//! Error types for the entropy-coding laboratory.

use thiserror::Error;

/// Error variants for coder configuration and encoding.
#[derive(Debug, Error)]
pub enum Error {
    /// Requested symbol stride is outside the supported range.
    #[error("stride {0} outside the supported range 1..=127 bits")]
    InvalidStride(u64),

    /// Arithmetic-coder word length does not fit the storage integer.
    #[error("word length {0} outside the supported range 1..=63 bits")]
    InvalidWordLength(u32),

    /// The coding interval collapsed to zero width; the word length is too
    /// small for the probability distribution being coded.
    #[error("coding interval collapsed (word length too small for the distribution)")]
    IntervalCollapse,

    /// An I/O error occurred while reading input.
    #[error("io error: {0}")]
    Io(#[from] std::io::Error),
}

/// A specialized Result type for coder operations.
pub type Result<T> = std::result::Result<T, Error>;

════

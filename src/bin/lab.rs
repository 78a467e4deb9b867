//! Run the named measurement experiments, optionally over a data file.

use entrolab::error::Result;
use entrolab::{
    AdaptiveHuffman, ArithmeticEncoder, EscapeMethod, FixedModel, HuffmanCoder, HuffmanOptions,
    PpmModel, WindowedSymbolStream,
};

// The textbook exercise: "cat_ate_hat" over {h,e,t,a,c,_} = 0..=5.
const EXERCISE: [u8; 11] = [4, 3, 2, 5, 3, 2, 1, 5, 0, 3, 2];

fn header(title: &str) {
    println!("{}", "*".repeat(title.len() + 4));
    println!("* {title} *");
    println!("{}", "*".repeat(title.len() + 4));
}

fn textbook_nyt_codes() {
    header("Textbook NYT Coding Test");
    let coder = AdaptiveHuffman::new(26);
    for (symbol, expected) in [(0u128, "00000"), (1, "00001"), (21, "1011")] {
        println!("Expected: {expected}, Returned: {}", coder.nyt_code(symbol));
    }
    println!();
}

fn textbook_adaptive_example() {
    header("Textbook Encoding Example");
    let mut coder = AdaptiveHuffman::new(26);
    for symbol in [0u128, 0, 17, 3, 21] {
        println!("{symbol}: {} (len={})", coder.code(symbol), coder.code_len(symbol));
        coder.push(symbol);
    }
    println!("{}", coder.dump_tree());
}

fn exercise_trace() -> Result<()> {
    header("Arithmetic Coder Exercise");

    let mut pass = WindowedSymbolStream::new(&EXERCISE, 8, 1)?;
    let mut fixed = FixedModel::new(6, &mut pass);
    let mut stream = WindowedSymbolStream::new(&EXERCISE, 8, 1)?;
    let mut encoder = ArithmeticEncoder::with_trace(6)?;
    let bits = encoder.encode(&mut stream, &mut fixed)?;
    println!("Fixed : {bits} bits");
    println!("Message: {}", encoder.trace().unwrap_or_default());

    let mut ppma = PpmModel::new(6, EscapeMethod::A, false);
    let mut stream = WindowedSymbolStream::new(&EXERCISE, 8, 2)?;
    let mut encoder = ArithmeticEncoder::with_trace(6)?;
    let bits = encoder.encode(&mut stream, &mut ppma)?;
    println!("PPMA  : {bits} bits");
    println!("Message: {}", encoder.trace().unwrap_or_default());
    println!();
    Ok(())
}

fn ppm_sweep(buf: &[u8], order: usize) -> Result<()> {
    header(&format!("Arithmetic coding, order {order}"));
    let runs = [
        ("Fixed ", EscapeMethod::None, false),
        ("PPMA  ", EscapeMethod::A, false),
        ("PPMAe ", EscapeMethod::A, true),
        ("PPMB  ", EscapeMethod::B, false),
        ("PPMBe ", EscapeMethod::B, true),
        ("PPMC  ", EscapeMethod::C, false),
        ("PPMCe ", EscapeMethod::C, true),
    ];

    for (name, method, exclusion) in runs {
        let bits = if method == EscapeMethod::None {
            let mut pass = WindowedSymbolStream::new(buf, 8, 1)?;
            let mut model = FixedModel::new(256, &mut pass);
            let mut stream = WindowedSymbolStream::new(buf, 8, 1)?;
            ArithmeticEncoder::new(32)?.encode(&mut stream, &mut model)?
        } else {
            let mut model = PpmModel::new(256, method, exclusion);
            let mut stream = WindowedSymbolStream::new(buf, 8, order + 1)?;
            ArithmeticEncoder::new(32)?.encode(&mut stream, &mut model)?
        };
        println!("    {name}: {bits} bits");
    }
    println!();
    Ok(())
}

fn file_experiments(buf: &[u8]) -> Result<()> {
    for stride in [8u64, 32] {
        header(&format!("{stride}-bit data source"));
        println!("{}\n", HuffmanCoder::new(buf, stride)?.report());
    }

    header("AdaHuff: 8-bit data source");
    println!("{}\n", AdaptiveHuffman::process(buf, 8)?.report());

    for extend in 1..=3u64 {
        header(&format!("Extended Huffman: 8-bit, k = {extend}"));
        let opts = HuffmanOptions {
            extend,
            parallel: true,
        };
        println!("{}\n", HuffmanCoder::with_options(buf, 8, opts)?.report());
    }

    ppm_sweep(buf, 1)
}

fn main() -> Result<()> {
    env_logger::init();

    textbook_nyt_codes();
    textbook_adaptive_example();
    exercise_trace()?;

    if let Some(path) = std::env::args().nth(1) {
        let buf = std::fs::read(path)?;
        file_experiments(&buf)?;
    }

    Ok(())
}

════

• _Your assignment_:
In the listing, find all lines with the string "outside" and copy them.

• _Reply to the task_:
    /// Requested symbol stride is outside the supported range.
    #[error("stride {0} outside the supported range 1..=127 bits")]
    #[error("word length {0} outside the supported range 1..=63 bits")]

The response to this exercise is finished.